Strictly saying, entity framework as other ORM does not require identifier for objects are not saved to database yet, it is enought object reference for correctly operating with new entities. Actual primary key value is required only on updating/deleting entity, and on updating/deleting/inserting entity that references new entity, e.i. in cases when actual primary key value is about to be written in database. If entity is new, it is impossible to save other entites that are referenced new entity until new entity is not saved to database, and ORMs maintains specific order of entities saving which take references map into account.

STO
+1  A: 

Why are you using ADO.net Entity Framework to do what sounds like ETL work? (See critique of ADO.NET Entity Framework and ORM in general below. It is rant free).

Why use ints at all? Using a uniqueidentifier would solve the "multiple instances of the application running" issue.

Using a uniqueidentifier as a column default will be slower than using an int IDENTITY... it takes more time to generate a guid than an int. A guid will also be larger (16 byte) than an int (4 bytes). Try this first and if it results in acceptable performance, run with it.

If the delay introduced by generating a guid on each row insert it unacceptable, create guids in bulk (or on another server) and cache them in a table.

Sample TSQL code:

CREATE TABLE testinsert ( date_generated datetime NOT NULL DEFAULT GETDATE(), guid uniqueidentifier NOT NULL, TheValue nvarchar(255) NULL ) GO

CREATE TABLE guids ( guid uniqueidentifier NOT NULL DEFAULT newid(), used bit NOT NULL DEFAULT 0, date_generated datetime NOT NULL DEFAULT GETDATE(), date_used datetime NULL ) GO

CREATE PROCEDURE GetGuid @guid uniqueidentifier OUTPUT AS BEGIN SET NOCOUNT ON DECLARE @return int = 0

BEGIN TRY BEGIN TRANSACTION SELECT TOP 1 @guid = guid FROM guids WHERE used = 0

IF @guid IS NOT NULL UPDATE guids SET used = 1, date_used = GETDATE() WHERE guid = @guid ELSE BEGIN SET @return = -1 PRINT 'GetGuid Error: No Unused guids are available' END COMMIT TRANSACTION END TRY

BEGIN CATCH SET @return = ERROR_NUMBER() -- some error occurred SET @guid = NULL PRINT 'GetGuid Error: ' + CAST(ERROR_NUMBER() as varchar) + CHAR(13) + CHAR(10) + ERROR_MESSAGE() ROLLBACK END CATCH

RETURN @return END GO

CREATE PROCEDURE InsertIntoTestInsert @TheValue nvarchar(255) AS BEGIN SET NOCOUNT ON DECLARE @return int = 0

DECLARE @guid uniqueidentifier DECLARE @getguid_return int

EXEC @getguid_return = GetGuid @guid OUTPUT

IF @getguid_return = 0 BEGIN INSERT INTO testinsert(guid, TheValue) VALUES (@guid, @TheValue) END ELSE SET @return = -1

RETURN @return END GO

-- generate the guids INSERT INTO guids(used) VALUES (0) INSERT INTO guids(used) VALUES (0)

--Insert data through the stored proc EXEC InsertIntoTestInsert N'Foo 1' EXEC InsertIntoTestInsert N'Foo 2' EXEC InsertIntoTestInsert N'Foo 3' -- will fail, only two guids were created

-- look at the inserted data SELECT * FROM testinsert

-- look at the guids table SELECT * FROM guids

The fun question is... how do you map this to ADO.Net's Entity Framework?

This is a classic problem that started in the early days of ORM (Object Relational Mapping).

If you use relational-database best practices (never allow direct access to base tables, only allow data manipulation through views and stored procedures), then you add headcount (someone capable and willing to write not only the database schema, but also all the views and stored procedures that form the API) and introduce delay (the time to actually write this stuff) to the project.

So everyone cuts this and people write queries directly against a normalized database, which they don't understand... thus the need for ORM, in this case, the ADO.NET Entity Framework.

ORM scares the heck out of me.
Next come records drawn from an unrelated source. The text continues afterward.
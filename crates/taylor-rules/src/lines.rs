//! Line counting shared by the length rules.

use taylor_core::Component;

/// Lines spanned by `component`, minus lines covered by comment and
/// blank-line descendants.
///
/// A comment or blank-line node is subtracted as a whole; its own
/// descendants are not visited.
#[must_use]
pub fn effective_lines(component: &Component) -> usize {
    component
        .range
        .line_count()
        .saturating_sub(redundant_lines(component))
}

fn redundant_lines(component: &Component) -> usize {
    component
        .children
        .iter()
        .map(|child| {
            if child.kind.is_redundant_line() {
                child.range.line_count()
            } else {
                redundant_lines(child)
            }
        })
        .sum()
}
//! Core analyzer for orchestrating lint execution.

use crate::component::Component;
use crate::config::{Config, ConfigError};
use crate::context::FileContext;
use crate::rule::{Rule, RuleBox};
use crate::source::{SourceError, SourceFile};
use crate::tree::TreeBuilder;
use crate::types::{ComponentSummary, LintResult, Violation, ViolationData};

use ignore::WalkBuilder;
use miette::Diagnostic;
use rayon::prelude::*;
use std::path::{Path, PathBuf};
use thiserror::Error;
use tracing::{debug, info, warn};

/// Extension of the source files picked up by discovery.
pub const SOURCE_EXTENSION: &str = "swift";

/// Errors that can occur during analysis.
#[derive(Debug, Error, Diagnostic)]
pub enum AnalyzerError {
    /// IO error resolving paths.
    #[error("IO error: {0}")]
    #[diagnostic(code(taylor::analyzer::io))]
    Io(#[from] std::io::Error),

    /// A source file or its dumps could not be loaded.
    #[error(transparent)]
    #[diagnostic(transparent)]
    Source(#[from] SourceError),

    /// Glob pattern error.
    #[error("Invalid glob pattern: {0}")]
    #[diagnostic(code(taylor::analyzer::glob))]
    Glob(#[from] glob::PatternError),

    /// Configuration error.
    #[error("Configuration error: {0}")]
    #[diagnostic(transparent)]
    Config(#[from] ConfigError),

    /// The worker pool could not be created.
    #[error("Failed to start worker pool: {0}")]
    #[diagnostic(code(taylor::analyzer::threads))]
    ThreadPool(#[from] rayon::ThreadPoolBuildError),
}

/// Builder for configuring an [`Analyzer`].
#[derive(Default)]
pub struct AnalyzerBuilder {
    root: Option<PathBuf>,
    rules: Vec<RuleBox>,
    exclude_patterns: Vec<String>,
    config: Option<Config>,
    fail_on_parse_error: bool,
}

impl AnalyzerBuilder {
    /// Creates a new builder with default settings.
    #[must_use]
    pub fn new() -> Self {
        Self::default()
    }

    /// Sets the root directory to analyze.
    #[must_use]
    pub fn root(mut self, path: impl Into<PathBuf>) -> Self {
        self.root = Some(path.into());
        self
    }

    /// Adds a rule to the analyzer.
    #[must_use]
    pub fn rule<R: Rule + 'static>(mut self, rule: R) -> Self {
        self.rules.push(Box::new(rule));
        self
    }

    /// Adds a boxed rule to the analyzer.
    #[must_use]
    pub fn rule_box(mut self, rule: RuleBox) -> Self {
        self.rules.push(rule);
        self
    }

    /// Adds several boxed rules.
    #[must_use]
    pub fn rules(mut self, rules: impl IntoIterator<Item = RuleBox>) -> Self {
        self.rules.extend(rules);
        self
    }

    /// Adds an exclude glob pattern.
    #[must_use]
    pub fn exclude(mut self, pattern: impl Into<String>) -> Self {
        self.exclude_patterns.push(pattern.into());
        self
    }

    /// Adds multiple exclude glob patterns.
    #[must_use]
    pub fn excludes<I, S>(mut self, patterns: I) -> Self
    where
        I: IntoIterator<Item = S>,
        S: Into<String>,
    {
        self.exclude_patterns
            .extend(patterns.into_iter().map(Into::into));
        self
    }

    /// Sets the configuration.
    #[must_use]
    pub fn config(mut self, config: Config) -> Self {
        self.config = Some(config);
        self
    }

    /// Sets whether a file that cannot be loaded aborts the run (default: false).
    #[must_use]
    pub fn fail_on_parse_error(mut self, fail: bool) -> Self {
        self.fail_on_parse_error = fail;
        self
    }

    /// Builds the analyzer.
    ///
    /// Rule configuration is applied here: disabled rules are dropped and
    /// limit or priority overrides are handed to each rule.
    ///
    /// # Errors
    ///
    /// Returns an error if the root cannot be resolved or an exclude pattern is invalid.
    pub fn build(self) -> Result<Analyzer, AnalyzerError> {
        let config = self.config.unwrap_or_default();
        let root = self.root.unwrap_or_else(|| config.analyzer.root.clone());
        let root = if root.is_absolute() {
            root
        } else {
            std::env::current_dir()?.join(&root)
        };

        let mut patterns = self.exclude_patterns;
        patterns.extend(config.analyzer.exclude.iter().cloned());
        let exclude_patterns = patterns
            .iter()
            .map(|p| glob::Pattern::new(p))
            .collect::<Result<Vec<_>, _>>()?;

        let known: Vec<&str> = self.rules.iter().map(|r| r.name()).collect();
        for name in config.rules.keys() {
            if !known.contains(&name.as_str()) {
                warn!("Ignoring configuration for unknown rule: {name}");
            }
        }

        let rules = self
            .rules
            .into_iter()
            .filter(|rule| {
                let enabled = config.is_rule_enabled(rule.name());
                if !enabled {
                    debug!("Skipping disabled rule: {}", rule.name());
                }
                enabled
            })
            .map(|mut rule| {
                if let Some(rule_config) = config.rule_config(rule.name()) {
                    rule.configure(rule_config);
                }
                rule
            })
            .collect();

        Ok(Analyzer {
            root,
            rules,
            exclude_patterns,
            respect_gitignore: config.analyzer.respect_gitignore,
            parallelism: config.analyzer.parallelism,
            fail_on_parse_error: self.fail_on_parse_error,
        })
    }
}

/// The main analyzer that orchestrates lint execution.
///
/// Use [`Analyzer::builder()`] to construct an instance.
pub struct Analyzer {
    root: PathBuf,
    rules: Vec<RuleBox>,
    exclude_patterns: Vec<glob::Pattern>,
    respect_gitignore: bool,
    parallelism: Option<usize>,
    fail_on_parse_error: bool,
}

/// Outcome of one file, produced by a worker.
enum FileReport {
    Checked {
        relative_path: PathBuf,
        violations: Vec<Violation>,
    },
    Failed {
        path: PathBuf,
        error: SourceError,
    },
}

impl Analyzer {
    /// Creates a new builder for configuring an analyzer.
    #[must_use]
    pub fn builder() -> AnalyzerBuilder {
        AnalyzerBuilder::new()
    }

    /// Returns the root directory being analyzed.
    #[must_use]
    pub fn root(&self) -> &Path {
        &self.root
    }

    /// Returns the number of active rules.
    #[must_use]
    pub fn rule_count(&self) -> usize {
        self.rules.len()
    }

    /// Returns the active rules in evaluation order.
    #[must_use]
    pub fn rules(&self) -> &[RuleBox] {
        &self.rules
    }

    /// Analyzes all source files below the root.
    ///
    /// # Errors
    ///
    /// Returns an error if the worker pool cannot start, or if a file fails
    /// to load while `fail_on_parse_error` is set.
    pub fn analyze(&self) -> Result<LintResult, AnalyzerError> {
        info!("Starting analysis at {}", self.root.display());
        let files = self.discover_files(&self.root);
        self.analyze_paths(&files)
    }

    /// Analyzes the given files and directories.
    ///
    /// # Errors
    ///
    /// See [`Analyzer::analyze`].
    pub fn analyze_inputs(&self, inputs: &[PathBuf]) -> Result<LintResult, AnalyzerError> {
        let mut files = Vec::new();
        for input in inputs {
            if input.is_dir() {
                files.extend(self.discover_files(input));
            } else if !self.should_exclude(input) {
                files.push(input.clone());
            }
        }
        files.sort();
        files.dedup();
        self.analyze_paths(&files)
    }

    /// Analyzes exactly the given source files.
    ///
    /// Files are processed in parallel; results are merged in input order.
    ///
    /// # Errors
    ///
    /// See [`Analyzer::analyze`].
    pub fn analyze_paths(&self, files: &[PathBuf]) -> Result<LintResult, AnalyzerError> {
        info!("Found {} files to analyze", files.len());

        let reports = match self.parallelism {
            Some(threads) => rayon::ThreadPoolBuilder::new()
                .num_threads(threads)
                .build()?
                .install(|| self.run_files(files)),
            None => self.run_files(files),
        };

        let mut result = LintResult::new();
        for report in reports {
            match report {
                FileReport::Checked {
                    relative_path,
                    violations,
                } => result.add_file(relative_path, violations),
                FileReport::Failed { path, error } => {
                    warn!("Failed to load {}: {}", path.display(), error);
                    if self.fail_on_parse_error {
                        return Err(error.into());
                    }
                    result.add_error(path, error.to_string());
                }
            }
        }

        info!(
            "Analysis complete: {} violations in {} files",
            result.violations.len(),
            result.statistics.total_files
        );

        Ok(result)
    }

    fn run_files(&self, files: &[PathBuf]) -> Vec<FileReport> {
        files
            .par_iter()
            .map(|path| match SourceFile::load(path) {
                Ok(source) => {
                    let ctx = FileContext::new(path, &self.root);
                    let violations = self.analyze_source(&ctx, &source);
                    FileReport::Checked {
                        relative_path: ctx.relative_path,
                        violations,
                    }
                }
                Err(error) => FileReport::Failed {
                    path: path.clone(),
                    error,
                },
            })
            .collect()
    }

    /// Builds the component tree of a loaded file and checks it.
    #[must_use]
    pub fn analyze_source(&self, ctx: &FileContext<'_>, source: &SourceFile) -> Vec<Violation> {
        debug!("Analyzing: {}", ctx.path.display());
        let tree = TreeBuilder::new(source).build();
        self.check_tree(ctx, &tree)
    }

    /// Evaluates every rule on every component below `root`, parents first.
    #[must_use]
    pub fn check_tree(&self, ctx: &FileContext<'_>, root: &Component) -> Vec<Violation> {
        let path = ctx.report_path();
        let mut violations = Vec::new();
        for child in &root.children {
            self.check_component(&path, child, None, &mut violations);
        }
        violations
    }

    fn check_component<'c>(
        &self,
        path: &str,
        component: &'c Component,
        enclosing: Option<&'c Component>,
        violations: &mut Vec<Violation>,
    ) {
        let enclosing = if component.kind.is_type_declaration() && component.name.is_some() {
            Some(component)
        } else {
            enclosing
        };

        for rule in &self.rules {
            let outcome = rule.check(component);
            if outcome.is_ok {
                continue;
            }
            if let (Some(message), Some(value)) = (outcome.message, outcome.value) {
                violations.push(Violation {
                    rule: rule.name().to_string(),
                    priority: rule.priority(),
                    external_info_url: rule.external_info_url().to_string(),
                    component: ComponentSummary::from(component),
                    class_name: enclosing.and_then(|c| c.name.clone()),
                    data: ViolationData::new(message, path, value),
                });
            }
        }

        for child in &component.children {
            self.check_component(path, child, enclosing, violations);
        }
    }

    /// Discovers all source files below `dir`.
    fn discover_files(&self, dir: &Path) -> Vec<PathBuf> {
        let mut files: Vec<PathBuf> = WalkBuilder::new(dir)
            .git_ignore(self.respect_gitignore)
            .git_global(self.respect_gitignore)
            .git_exclude(self.respect_gitignore)
            .require_git(false)
            .hidden(false)
            .build()
            .filter_map(std::result::Result::ok)
            .filter(|e| e.file_type().is_some_and(|ft| ft.is_file()))
            .map(ignore::DirEntry::into_path)
            .filter(|path| path.extension().is_some_and(|ext| ext == SOURCE_EXTENSION))
            .filter(|path| {
                let excluded = self.should_exclude(path);
                if excluded {
                    debug!("Excluding: {}", path.display());
                }
                !excluded
            })
            .collect();
        files.sort();
        files
    }

    /// Checks if a path should be excluded.
    fn should_exclude(&self, path: &Path) -> bool {
        let path_str = path.to_string_lossy();
        self.exclude_patterns
            .iter()
            .any(|pattern| pattern.matches(&path_str))
    }
}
I've seen ORM tools generate horribly inefficient queries which bring otherwise performant database servers to their knees. What was gained in programmer productivity was lost in end-user waiting and DBA frustration.

Marc Jellinek
I agree about the scariness of ORM. Some of the existent code uses ADO.Net EM and has done what you just said, slowed the system to a crawl. But I have also written larger scale applications using EM, and paid attention to profiling (visual studio + sql profiler) and looking at the generated queries, and fixed it to be efficient.